How many lines of the entries below contain the string "usize"? State the number alone.

(Data records)
== == ==

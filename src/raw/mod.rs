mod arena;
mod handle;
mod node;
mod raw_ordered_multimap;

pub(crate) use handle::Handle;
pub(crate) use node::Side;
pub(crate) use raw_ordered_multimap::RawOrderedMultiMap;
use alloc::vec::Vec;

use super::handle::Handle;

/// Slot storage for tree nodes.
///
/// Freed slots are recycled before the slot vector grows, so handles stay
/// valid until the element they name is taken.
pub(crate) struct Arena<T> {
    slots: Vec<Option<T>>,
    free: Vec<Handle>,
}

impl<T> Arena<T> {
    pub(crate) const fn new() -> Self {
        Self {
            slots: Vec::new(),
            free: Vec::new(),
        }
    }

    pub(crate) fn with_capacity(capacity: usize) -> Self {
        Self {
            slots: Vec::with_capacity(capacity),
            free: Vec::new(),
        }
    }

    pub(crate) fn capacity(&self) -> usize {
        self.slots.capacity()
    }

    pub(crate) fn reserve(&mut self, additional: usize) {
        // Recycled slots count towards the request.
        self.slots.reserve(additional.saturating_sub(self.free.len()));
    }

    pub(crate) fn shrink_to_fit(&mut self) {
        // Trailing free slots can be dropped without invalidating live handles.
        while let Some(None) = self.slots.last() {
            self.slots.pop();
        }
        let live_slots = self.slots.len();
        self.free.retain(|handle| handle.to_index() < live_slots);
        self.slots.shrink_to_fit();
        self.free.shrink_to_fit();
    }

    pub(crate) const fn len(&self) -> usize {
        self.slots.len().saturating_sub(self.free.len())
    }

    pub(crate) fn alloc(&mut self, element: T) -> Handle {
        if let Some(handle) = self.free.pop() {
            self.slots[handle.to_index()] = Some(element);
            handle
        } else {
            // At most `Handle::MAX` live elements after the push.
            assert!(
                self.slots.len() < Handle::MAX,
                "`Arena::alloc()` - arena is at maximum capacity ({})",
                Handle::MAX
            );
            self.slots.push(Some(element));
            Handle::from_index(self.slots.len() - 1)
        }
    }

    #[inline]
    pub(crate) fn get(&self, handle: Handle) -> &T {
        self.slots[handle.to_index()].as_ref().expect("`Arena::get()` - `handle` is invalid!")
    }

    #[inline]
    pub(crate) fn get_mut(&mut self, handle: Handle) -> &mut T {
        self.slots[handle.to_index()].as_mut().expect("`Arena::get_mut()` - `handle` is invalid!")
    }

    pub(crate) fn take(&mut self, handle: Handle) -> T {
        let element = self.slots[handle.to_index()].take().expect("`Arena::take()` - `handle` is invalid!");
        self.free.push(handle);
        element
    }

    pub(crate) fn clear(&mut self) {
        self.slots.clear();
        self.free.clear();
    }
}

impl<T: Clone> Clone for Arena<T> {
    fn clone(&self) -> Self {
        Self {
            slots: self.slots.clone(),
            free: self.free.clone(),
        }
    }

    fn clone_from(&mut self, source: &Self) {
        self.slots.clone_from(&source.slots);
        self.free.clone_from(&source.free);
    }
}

== == ==

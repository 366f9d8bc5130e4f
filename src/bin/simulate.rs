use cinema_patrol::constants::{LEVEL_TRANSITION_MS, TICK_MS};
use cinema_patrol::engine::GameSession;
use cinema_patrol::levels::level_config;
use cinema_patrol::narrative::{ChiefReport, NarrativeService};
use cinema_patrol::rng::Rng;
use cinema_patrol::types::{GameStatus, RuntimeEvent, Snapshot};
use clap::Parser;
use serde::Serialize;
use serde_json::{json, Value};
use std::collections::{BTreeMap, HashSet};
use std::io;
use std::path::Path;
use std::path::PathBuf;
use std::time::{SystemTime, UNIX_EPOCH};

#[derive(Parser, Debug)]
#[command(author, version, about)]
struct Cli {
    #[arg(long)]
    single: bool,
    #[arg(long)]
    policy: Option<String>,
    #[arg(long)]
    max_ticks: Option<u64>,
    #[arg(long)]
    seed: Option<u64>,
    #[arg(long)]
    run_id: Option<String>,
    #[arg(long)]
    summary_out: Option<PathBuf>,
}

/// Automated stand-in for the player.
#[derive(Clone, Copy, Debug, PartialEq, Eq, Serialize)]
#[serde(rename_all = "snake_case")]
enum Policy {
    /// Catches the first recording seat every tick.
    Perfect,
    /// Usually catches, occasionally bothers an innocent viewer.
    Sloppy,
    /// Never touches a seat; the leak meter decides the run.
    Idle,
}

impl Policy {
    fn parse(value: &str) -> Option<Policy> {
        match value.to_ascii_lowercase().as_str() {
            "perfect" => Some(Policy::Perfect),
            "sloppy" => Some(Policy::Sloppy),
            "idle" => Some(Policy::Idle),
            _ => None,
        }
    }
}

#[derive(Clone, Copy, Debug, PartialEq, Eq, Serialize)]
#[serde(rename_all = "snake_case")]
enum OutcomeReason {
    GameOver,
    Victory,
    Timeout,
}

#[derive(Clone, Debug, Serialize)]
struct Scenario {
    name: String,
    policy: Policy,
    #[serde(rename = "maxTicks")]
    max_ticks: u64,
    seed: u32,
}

== == ==

Result below:
4